Vegan (Vee’-gan), noun: A person who does not eat or use animal products or understand the value of tasting juicy meat on a daily basis and is most likely mentally unstable.

If you see one, buy them bacon, hotdogs, or a cheeseburger immediately.

Organize a “vegervention.”

If all else fails, run away. They cannot be trusted.

Deciding where to go

Taking them to Famous Dave’s BBQ, Outback Steakhouse, or Texas Roadhouse is a great way to let them know what they are missing out on. However, make sure to text and ask which of those three they would like best so your vegan feels like they have options.

Ordering

You want to make sure you order for your veggie friend so they don’t make the mistake of not ordering any animal products. A raw steak with a side of ribs and a buttery biscuit will do just fine. If they try to let the waiter know they are vegan, the only option is to tell the waiter they are obviously mentally unstable.

Creating conversation

Things may feel awkward as you chomp down on your bleeding cheeseburger in front of your vegan. A joke will surely clear any awkward tension you may be feeling. Saying something like, “Well, I think this cow died for a good cause: to feed the hungry, like me,” will definitely open up the conversation and make them feel welcomed and accepted.

If that doesn’t work, it is time to for a “vegervention.” You need to let them know that it isn’t too late to change and that you are there for them. Asking these questions will have them back to breaking crab legs in no time:

—“Isn’t it really hard to be vegan?” Remind your friend that they are a minority and is really not making a difference in the world.

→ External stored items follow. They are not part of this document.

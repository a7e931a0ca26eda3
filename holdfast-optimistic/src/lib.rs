//! Optimistic update manager for the Holdfast sync core.
//!
//! Every local mutation is recorded as an [`OptimisticUpdate`] the moment
//! the user makes it, so reads can show the change before the server has
//! seen it. [`OptimisticManager::apply_updates`] replays the live updates
//! for a table over a server snapshot in timestamp order. When the queue
//! reports the outcome, updates are confirmed (and remapped from their
//! temporary id to the server's) or failed. A periodic sweep fails updates
//! that waited too long and purges settled ones.
//!
//! ```
//! use holdfast_optimistic::{OptimisticConfig, OptimisticManager};
//! use serde_json::json;
//!
//! let manager = OptimisticManager::new(OptimisticConfig::default());
//! let created = manager.create_optimistic_insert("goals", json!({"title": "Run"}));
//! assert!(created.id.is_temporary());
//!
//! let rows = manager.apply_updates("goals", Vec::new());
//! assert_eq!(rows[0]["title"], "Run");
//!
//! manager.confirm_update(&created.id, Some(&json!({"id": "g1", "title": "Run"})));
//! assert_eq!(manager.resolve_id(&created.id).as_str(), "g1");
//! ```

mod alias;
mod config;
mod manager;
mod update;

pub use alias::AliasTable;
pub use config::{MIN_SWEEP_INTERVAL, OptimisticConfig};
pub use manager::{OptimisticEvent, OptimisticManager, PENDING_TIMEOUT_ERROR, SweepReport};
pub use update::{OptimisticOp, OptimisticUpdate, UpdateStatus};
impl RequestBatcher {
    pub fn new(config: BatcherConfig) -> Self {
        let wake = Arc::new(Notify::new());
        let inner = Arc::new(BatcherInner {
            config: config.normalized(),
            state: Mutex::new(BatcherState::default()),
            wake: Arc::clone(&wake),
            events: Observers::new("request-batcher"),
            closed: AtomicBool::new(false),
            next_id: AtomicU64::new(1),
        });
        tokio::spawn(dispatch_loop(Arc::downgrade(&inner), wake));
        Self { inner }
    }

    pub fn config(&self) -> &BatcherConfig {
        &self.inner.config
    }

    /// Registers a listener for batcher events.
    pub fn subscribe<F>(&self, listener: F) -> ListenerId
    where
        F: Fn(&BatchEvent) + Send + Sync + 'static,
    {
        self.inner.events.subscribe(listener)
    }

    pub fn unsubscribe(&self, id: ListenerId) -> bool {
        self.inner.events.unsubscribe(id)
    }

    /// Queues `execute` and returns a handle that resolves when this
    /// request completes.
    ///
    /// `execute` is called once per attempt. Transient failures are retried
    /// with exponential backoff up to `retry_count` times; a rate-limit
    /// failure trips the global cooldown and puts the request back in the
    /// queue; anything else is returned to the caller untouched.
    pub fn add<T, E, F, Fut>(&self, execute: F, options: RequestOptions) -> RequestHandle<T, E>
    where
        T: Send + 'static,
        E: Classify + fmt::Display + Send + 'static,
        F: FnMut() -> Fut + Send + 'static,
        Fut: Future<Output = Result<T, E>> + Send + 'static,
    {
        let (job, mut handle) = TypedJob::new(execute);
        let job: Box<dyn Job> = Box::new(job);

        if self.is_shut_down() {
            job.resolve(Resolution::Shutdown);
            return handle;
        }

        let id = RequestId(self.inner.next_id.fetch_add(1, Ordering::Relaxed));
        handle.set_id(id);
        {
            let mut state = lock(&self.inner.state);
            let seq = state.next_seq;
            state.next_seq += 1;
            state.queue.push(QueuedRequest {
                id,
                seq,
                queued_at: Instant::now(),
                priority: options.priority,
                category: options.category.clone(),
                attempts: 0,
                job,
            });
        }

        debug!(%id, priority = ?options.priority, category = %options.category, "request queued");
        self.inner.events.emit(&BatchEvent::Queued {
            id,
            priority: options.priority,
            category: options.category,
        });
        self.inner.wake.notify_one();
        handle
    }

    /// Stops cutting new batches. In-flight batches keep running.
    pub fn pause(&self) {
        lock(&self.inner.state).paused = true;
        info!("request batcher paused");
        self.inner.events.emit(&BatchEvent::Paused);
    }

    pub fn resume(&self) {
        lock(&self.inner.state).paused = false;
        info!("request batcher resumed");
        self.inner.events.emit(&BatchEvent::Resumed);
        self.inner.wake.notify_one();
    }

    /// Rejects every queued, not yet started request with
    /// [`BatchError::Cancelled`](crate::BatchError::Cancelled). Returns how
    /// many were rejected.
    pub fn clear(&self) -> usize {
        let drained: Vec<QueuedRequest> = lock(&self.inner.state).queue.drain(..).collect();
        let cancelled = drained.len();
        for request in drained {
            request.job.resolve(Resolution::Cancelled);
        }
        info!(cancelled, "request queue cleared");
        self.inner.events.emit(&BatchEvent::Cleared { cancelled });
        cancelled
    }

    /// Rejects queued requests with `Shutdown`, refuses new ones, and stops
    /// the dispatcher. In-flight batches finish on their own.
    pub fn shutdown(&self) {
        if self.inner.closed.swap(true, Ordering::SeqCst) {
            return;
        }
        let drained: Vec<QueuedRequest> = lock(&self.inner.state).queue.drain(..).collect();
        let rejected = drained.len();
        for request in drained {
            request.job.resolve(Resolution::Shutdown);
        }
        self.inner.wake.notify_one();
        info!(rejected, "request batcher shut down");
    }

    pub fn is_shut_down(&self) -> bool {
        self.inner.closed.load(Ordering::SeqCst)
    }

    /// Returns true while the rate-limit cooldown is active.
    pub fn is_rate_limited(&self) -> bool {
        lock(&self.inner.state)
            .rate_limited_until
            .is_some_and(|until| until > Instant::now())
    }

    pub fn stats(&self) -> BatcherStats {
        let state = lock(&self.inner.state);
        let now = Instant::now();
        BatcherStats {
            queued: state.queue.len(),
            in_flight_batches: state.in_flight,
            batches_started: state.batches_started,
            completed: state.completed,
            failed: state.failed,
            retried: state.retried,
            rate_limit_trips: state.rate_limit_trips,
            paused: state.paused,
            rate_limited_for_ms: state
                .rate_limited_until
                .filter(|until| *until > now)
                .map(|until| (until - now).as_millis() as u64),
        }
    }
}

impl fmt::Debug for RequestBatcher {
    fn fmt(&self, f: &mut fmt::Formatter<'_>) -> fmt::Result {
        f.debug_struct("RequestBatcher")
            .field("config", &self.inner.config)
            .field("stats", &self.stats())
            .finish()
    }
}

—“Where do you get all your protein?” Vegans need to be reminded that meat is the only source of protein on the food pyramid. Counsel your friend to think about the short life ahead of them if they continue eating a plant-based diet. If they start to explain that you can get protein from many greens, beans, and grains, simply state they have been brainwashed by tree huggers and it needs to come to a stop.

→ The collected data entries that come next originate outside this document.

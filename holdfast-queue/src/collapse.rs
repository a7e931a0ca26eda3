//! Per-entity collapsing of queued operations.
//!
//! Rules, applied when `incoming` is enqueued for entity `(kind, id)`:
//!
//! - ADD with an unsent ADD already queued: payload merged into that ADD.
//! - UPDATE with an unsent ADD queued: patch merged into the ADD payload.
//! - REMOVE with an unsent ADD queued: every unsent operation for the entity
//!   is dropped and nothing is appended.
//! - Otherwise UPDATE and REMOVE drop the unsent UPDATE/REMOVE entries for
//!   the entity and append themselves.
//!
//! Operations currently in flight are never touched, so a REMOVE that
//! arrives after its ADD was sent is queued and sent normally.

use crate::operation::{SyncAction, SyncOperation};
use holdfast_types::json::merge_shallow;
use std::collections::HashSet;
use uuid::Uuid;

/// What enqueueing did to the queue.
#[derive(Debug, Clone, PartialEq, Eq)]
pub enum Collapse {
    /// Appended with nothing superseded.
    Appended,
    /// Appended after dropping the superseded entries with these op ids.
    Replaced(Vec<Uuid>),
    /// Folded into the unsent ADD with this op id.
    MergedIntoAdd(Uuid),
    /// Cancelled an unsent ADD; the entries with these op ids were dropped.
    Cancelled(Vec<Uuid>),
}

impl Collapse {
    /// Queue entries removed by this enqueue.
    pub fn dropped(&self) -> usize {
        match self {
            Self::Replaced(ids) | Self::Cancelled(ids) => ids.len(),
            Self::Appended | Self::MergedIntoAdd(_) => 0,
        }
    }
}

fn drain_matching(
    queue: &mut Vec<SyncOperation>,
    mut matches: impl FnMut(&SyncOperation) -> bool,
) -> Vec<Uuid> {
    let mut dropped = Vec::new();
    queue.retain(|op| {
        let gone = matches(op);
        if gone {
            dropped.push(op.op_id);
        }
        !gone
    });
    dropped
}

pub fn collapse(
    queue: &mut Vec<SyncOperation>,
    in_flight: &HashSet<Uuid>,
    incoming: SyncOperation,
) -> Collapse {
    let (kind, id) = (incoming.kind, incoming.entity_id.clone());
    let unsent = |op: &SyncOperation| op.targets(kind, &id) && !in_flight.contains(&op.op_id);
    let pending_add = queue
        .iter()
        .position(|op| op.action == SyncAction::Add && unsent(op));

    match (incoming.action, pending_add) {
        (SyncAction::Add | SyncAction::Update, Some(i)) => {
            merge_shallow(&mut queue[i].payload, &incoming.payload);
            Collapse::MergedIntoAdd(queue[i].op_id)
        }
        (SyncAction::Remove, Some(_)) => Collapse::Cancelled(drain_matching(queue, unsent)),
        (SyncAction::Add, None) => {
            queue.push(incoming);
            Collapse::Appended
        }
        (SyncAction::Update | SyncAction::Remove, None) => {
            let superseded = drain_matching(queue, |op| op.action != SyncAction::Add && unsent(op));
            queue.push(incoming);
            if superseded.is_empty() {
                Collapse::Appended
            } else {
                Collapse::Replaced(superseded)
            }
        }
    }
}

—“How do you survive without meat and dairy in your life?” Taste is everything. When all else fails, remind them of their never ending love for cheese. One cannot live without cheese. Also, one cannot live without bacon. Forget Wilbur, bacon is life.

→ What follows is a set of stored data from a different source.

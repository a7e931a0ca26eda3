//! The sync context: one explicitly constructed owner for every component.

use crate::config::HoldfastConfig;
use crate::error::CoreResult;
use holdfast_batch::{BatcherStats, RequestBatcher};
use holdfast_cache::{CacheKey, CacheStats, QueryCache};
use holdfast_optimistic::{OptimisticManager, OptimisticUpdate};
use holdfast_pool::{ConnectionPool, PoolStatus};
use holdfast_queue::{Collapse, IdMapping, SyncOperation, SyncQueue, SyncStatus, USER_ID_FIELD};
use holdfast_remote::{Filter, RemoteConnector};
use holdfast_store::DurableStore;
use holdfast_types::{Clock, EntityKind, RecordId, SystemClock, lock};
use serde::Serialize;
use serde_json::Value;
use std::collections::{BTreeSet, HashMap, HashSet};
use std::fmt;
use std::sync::{Arc, Mutex};
use tokio::task::JoinHandle;
use tracing::{debug, info, warn};
use uuid::Uuid;

/// Outcome of [`SyncContext::sync`].
#[derive(Debug, Clone, Default, PartialEq, Eq, Serialize)]
#[serde(rename_all = "camelCase")]
pub struct SyncReport {
    /// True if no pass ran.
    pub skipped: bool,
    pub synced: usize,
    pub failed: usize,
    /// Optimistic updates confirmed by this pass.
    pub confirmed: usize,
    /// Optimistic updates failed by this pass.
    pub rejected: usize,
    /// Cache entries dropped for the resources this pass touched.
    pub invalidated: usize,
    pub id_mappings: Vec<IdMapping>,
    pub errors: Vec<String>,
}

/// Pull-style snapshot of every component.
#[derive(Debug, Clone, PartialEq, Serialize)]
#[serde(rename_all = "camelCase")]
pub struct ContextStatus {
    pub sync: SyncStatus,
    pub batcher: BatcherStats,
    pub pool: PoolStatus,
    pub cache: CacheStats,
    pub optimistic_pending: usize,
    pub optimistic_tracked: usize,
}

/// Periodic maintenance spawned by [`SyncContext::start_background`].
/// Dropping it stops the tasks.
#[derive(Debug)]
pub struct BackgroundTasks {
    health_check: JoinHandle<()>,
    sweeper: JoinHandle<()>,
}

impl BackgroundTasks {
    pub fn is_running(&self) -> bool {
        !self.health_check.is_finished() || !self.sweeper.is_finished()
    }
}

impl Drop for BackgroundTasks {
    fn drop(&mut self) {
        self.health_check.abort();
        self.sweeper.abort();
    }
}

pub struct SyncContextBuilder {
    store: Arc<dyn DurableStore>,
    connector: Arc<dyn RemoteConnector>,
    config: HoldfastConfig,
    clock: Arc<dyn Clock>,
}

impl SyncContextBuilder {
    pub fn config(mut self, config: HoldfastConfig) -> Self {
        self.config = config;
        self
    }

    pub fn clock(mut self, clock: Arc<dyn Clock>) -> Self {
        self.clock = clock;
        self
    }

    /// Constructs every component. Must be called inside a Tokio runtime.
    ///
    /// Restores the persisted queue and, when enabled, the cache snapshot.
    pub fn build(self) -> CoreResult<SyncContext> {
        let Self {
            store,
            connector,
            config,
            clock,
        } = self;

        let batcher = RequestBatcher::new(config.batcher.clone());
        let pool = ConnectionPool::new(config.pool.clone(), connector);
        let optimistic = OptimisticManager::with_clock(config.optimistic.clone(), clock.clone());
        let cache = QueryCache::with_clock(config.cache.clone(), clock.clone());
        let queue = SyncQueue::open(
            config.queue.clone(),
            store.clone(),
            batcher.clone(),
            pool.clone(),
            clock,
        )?;

        if let Some(key) = &config.cache_storage_key {
            if let Err(e) = cache.load_from(store.as_ref(), key) {
                warn!(key = %key, error = %e, "cache snapshot unreadable; starting cold");
            }
        }

        info!(
            pending = queue.pending_count(),
            max_connections = config.pool.max_connections,
            "sync context ready"
        );
        Ok(SyncContext {
            config: Arc::new(config),
            store,
            queue,
            optimistic,
            batcher,
            pool,
            cache,
            links: Arc::new(Mutex::new(HashMap::new())),
        })
    }
}

/// Owns the queue, optimistic manager, batcher, pool and cache, and wires
/// them into the mutation and read paths. Cheap to clone.
#[derive(Clone)]
pub struct SyncContext {
    config: Arc<HoldfastConfig>,
    store: Arc<dyn DurableStore>,
    queue: SyncQueue,
    optimistic: OptimisticManager,
    batcher: RequestBatcher,
    pool: ConnectionPool,
    cache: QueryCache,
    /// Queued op id → sequence numbers of the optimistic updates it carries.
    links: Arc<Mutex<HashMap<Uuid, Vec<u64>>>>,
}

impl SyncContext {
    pub fn builder(
        store: Arc<dyn DurableStore>,
        connector: Arc<dyn RemoteConnector>,
    ) -> SyncContextBuilder {
        SyncContextBuilder {
            store,
            connector,
            config: HoldfastConfig::default(),
            clock: Arc::new(SystemClock),
        }
    }

    /// Opens the pool's minimum connections.
    pub async fn initialize(&self) -> CoreResult<()> {
        self.pool.initialize().await?;
        Ok(())
    }

    pub fn config(&self) -> &HoldfastConfig {
        &self.config
    }

    pub fn queue(&self) -> &SyncQueue {
        &self.queue
    }

    pub fn optimistic(&self) -> &OptimisticManager {
        &self.optimistic
    }

    pub fn batcher(&self) -> &RequestBatcher {
        &self.batcher
    }

    pub fn pool(&self) -> &ConnectionPool {
        &self.pool
    }

    pub fn cache(&self) -> &QueryCache {
        &self.cache
    }

    /// Records a new row optimistically and queues its insert.
    ///
    /// The row gets a temporary id unless it carries one, and is stamped
    /// with the actor as owner.
    pub fn create(&self, actor: &str, kind: EntityKind, mut data: Value) -> CoreResult<OptimisticUpdate> {
        if let Some(obj) = data.as_object_mut() {
            obj.entry(USER_ID_FIELD)
                .or_insert_with(|| Value::String(actor.to_string()));
        }
        let update = self.optimistic.create_optimistic_insert(kind.table(), data);
        let op = SyncOperation::add(kind, update.id.clone(), update.data.clone());
        self.enqueue(update, op)
    }

    /// Records a patch optimistically and queues it.
    pub fn update(
        &self,
        actor: &str,
        kind: EntityKind,
        id: &RecordId,
        patch: Value,
    ) -> CoreResult<OptimisticUpdate> {
        let id = self.optimistic.resolve_id(id);
        debug!(actor, kind = %kind, id = %id, "local update");
        let update = self
            .optimistic
            .create_optimistic_update(kind.table(), id.clone(), patch.clone(), None);
        self.enqueue(update, SyncOperation::update(kind, id, patch))
    }

    /// Records a deletion optimistically and queues it.
    pub fn remove(&self, actor: &str, kind: EntityKind, id: &RecordId) -> CoreResult<OptimisticUpdate> {
        let id = self.optimistic.resolve_id(id);
        debug!(actor, kind = %kind, id = %id, "local remove");
        let update = self
            .optimistic
            .create_optimistic_delete(kind.table(), id.clone(), None);
        self.enqueue(update, SyncOperation::remove(kind, id))
    }

    fn enqueue(&self, update: OptimisticUpdate, op: SyncOperation) -> CoreResult<OptimisticUpdate> {
        let op_id = op.op_id;
        // Held across the enqueue so a pass never sees the op unlinked.
        let mut links = lock(&self.links);
        let outcome = match self.queue.enqueue(op) {
            Ok(outcome) => outcome,
            Err(e) => {
                drop(links);
                self.optimistic.fail_seqs(&update.id, &[update.seq], e.to_string());
                return Err(e.into());
            }
        };

        match outcome {
            Collapse::Appended => {
                links.insert(op_id, vec![update.seq]);
            }
            Collapse::MergedIntoAdd(target) => {
                links.entry(target).or_default().push(update.seq);
            }
            Collapse::Replaced(superseded) => {
                let mut seqs: Vec<u64> = superseded
                    .iter()
                    .filter_map(|id| links.remove(id))
                    .flatten()
                    .collect();
                seqs.push(update.seq);
                links.insert(op_id, seqs);
            }
            Collapse::Cancelled(dropped) => {
                let mut seqs: Vec<u64> = dropped
                    .iter()
                    .filter_map(|id| links.remove(id))
                    .flatten()
                    .collect();
                seqs.push(update.seq);
                drop(links);
                // Cancelled before it was ever sent.
                let settled = self.optimistic.confirm_seqs(&update.id, &seqs, None);
                debug!(
                    id = %update.id,
                    dropped = dropped.len(),
                    settled,
                    "local insert cancelled before sync"
                );
            }
        }
        Ok(update)
    }

    fn take_linked(&self, op_id: &Uuid) -> Vec<u64> {
        lock(&self.links).remove(op_id).unwrap_or_default()
    }

    /// Replays the queue for `actor` and reconciles the outcome.
    ///
    /// Each successful operation confirms the optimistic updates it
    /// carried (remapping temporary ids), each failed one fails them, and
    /// the actor's cached queries for every touched resource are dropped.
    /// Updates still waiting on a later operation stay pending.
    pub async fn sync(&self, actor: &str) -> CoreResult<SyncReport> {
        let pass = self.queue.process(actor).await?;
        if pass.skipped {
            return Ok(SyncReport {
                skipped: true,
                ..SyncReport::default()
            });
        }

        let mut report = SyncReport {
            synced: pass.succeeded.len(),
            failed: pass.failed.len(),
            id_mappings: pass.id_mappings.clone(),
            ..SyncReport::default()
        };
        let mut touched = BTreeSet::new();

        for success in &pass.succeeded {
            let op = &success.operation;
            let seqs = self.take_linked(&op.op_id);
            report.confirmed += self
                .optimistic
                .confirm_seqs(&op.entity_id, &seqs, success.response.as_ref());
            touched.insert(op.kind);
        }
        for failure in &pass.failed {
            let op = &failure.operation;
            let seqs = self.take_linked(&op.op_id);
            report.rejected += self
                .optimistic
                .fail_seqs(&op.entity_id, &seqs, failure.error.clone());
            report.errors.push(format!("{op}: {}", failure.error));
            touched.insert(op.kind);
        }
        self.prune_links();
        for kind in touched {
            report.invalidated += self.cache.clear_resource_for_user(kind.table(), actor);
        }

        info!(
            actor,
            synced = report.synced,
            failed = report.failed,
            confirmed = report.confirmed,
            invalidated = report.invalidated,
            "sync reconciled"
        );
        Ok(report)
    }

    /// Drops links whose operation left the queue without an outcome.
    fn prune_links(&self) {
        let mut links = lock(&self.links);
        let queued: HashSet<Uuid> = self.queue.pending_operations().iter().map(|op| op.op_id).collect();
        links.retain(|op_id, _| queued.contains(op_id));
    }

    /// Reads `kind` rows for `actor` through the cache, then projects the
    /// actor's outstanding optimistic updates over them.
    pub async fn read(&self, actor: &str, kind: EntityKind, filter: Filter) -> CoreResult<Vec<Value>> {
        let table = kind.table();
        let scoped = filter.eq(USER_ID_FIELD, actor);

        let mut key = CacheKey::new(table);
        for (name, value) in scoped.params() {
            key = key.param(name, value);
        }
        let key = key.user(actor).build()?;

        let query = scoped.clone();
        let rows: Vec<Value> = self
            .cache
            .fetch_through(&self.pool, &key, None, move |conn| async move {
                conn.select(table, &query).await
            })
            .await?;

        let mut projected = self.optimistic.apply_updates(table, rows);
        projected.retain(|row| scoped.matches(row));
        if let Some(limit) = scoped.row_limit() {
            projected.truncate(limit);
        }
        Ok(projected)
    }

    /// Spawns the pool health check and the optimistic sweep.
    pub fn start_background(&self) -> BackgroundTasks {
        BackgroundTasks {
            health_check: self.pool.start_health_check(),
            sweeper: self.optimistic.start_sweeper(),
        }
    }

    pub fn status(&self) -> ContextStatus {
        ContextStatus {
            sync: self.queue.sync_status(),
            batcher: self.batcher.stats(),
            pool: self.pool.status(),
            cache: self.cache.stats(),
            optimistic_pending: self.optimistic.pending_count(),
            optimistic_tracked: self.optimistic.len(),
        }
    }

    /// Stops the batcher and pool and writes the cache snapshot.
    ///
    /// Queued operations stay persisted for the next session.
    pub fn shutdown(&self) -> CoreResult<()> {
        self.batcher.shutdown();
        self.pool.shutdown();
        if let Some(key) = &self.config.cache_storage_key {
            let saved = self.cache.save_to(self.store.as_ref(), key)?;
            debug!(key = %key, saved, "cache snapshot written");
        }
        info!(pending = self.queue.pending_count(), "sync context shut down");
        Ok(())
    }
}

impl fmt::Debug for SyncContext {
    fn fmt(&self, f: &mut fmt::Formatter<'_>) -> fmt::Result {
        f.debug_struct("SyncContext")
            .field("queue", &self.queue)
            .field("pool", &self.pool.status())
            .finish()
    }
}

—“Do you eat fish?” If they answer no, let them know that fish are not animals and therefore cannot feel any pain. This means they can be gutted and gobbled guilt free!

—“Why don’t you want to drink milk?” This question will definitely stump your vegan friend. If cows are always lactating, we as humans need to make sure all their milk does not go to waste. In a nice way, let your friend know they are actually being a wasteful human being.

—“You are going to die if you don’t eat meat!” Although this isn’t an actual question, it is a good statement to throw out. Ask why they think living on plants alone if a good, healthy idea. You don’t want to scare them, but they need to know that the life they are living will leave one with weak bodies and a short life. It is just that simple: us or the animals.

Dessert

After enjoying your lunch together, it is time for dessert. Feel free to order for your vegan friend here as well. You don’t want them missing out on something containing dairy simply because of their wasteful view of cows’ milk! This is simply another opportunity to let your plant-based pal know what they are missing out on. Putting a triple-fudge brownie sundae in front of your buddy is a sure way to bring them back to an animal-eating, nonvegan lifestyle.

The farewell

Even though your lunch is over, it doesn’t mean that your mission to let your vegan friend know how much they need animal products isn’t. You have successfully broken the ice and can now continue to have “vegerventions” whenever the topic of food is brought up.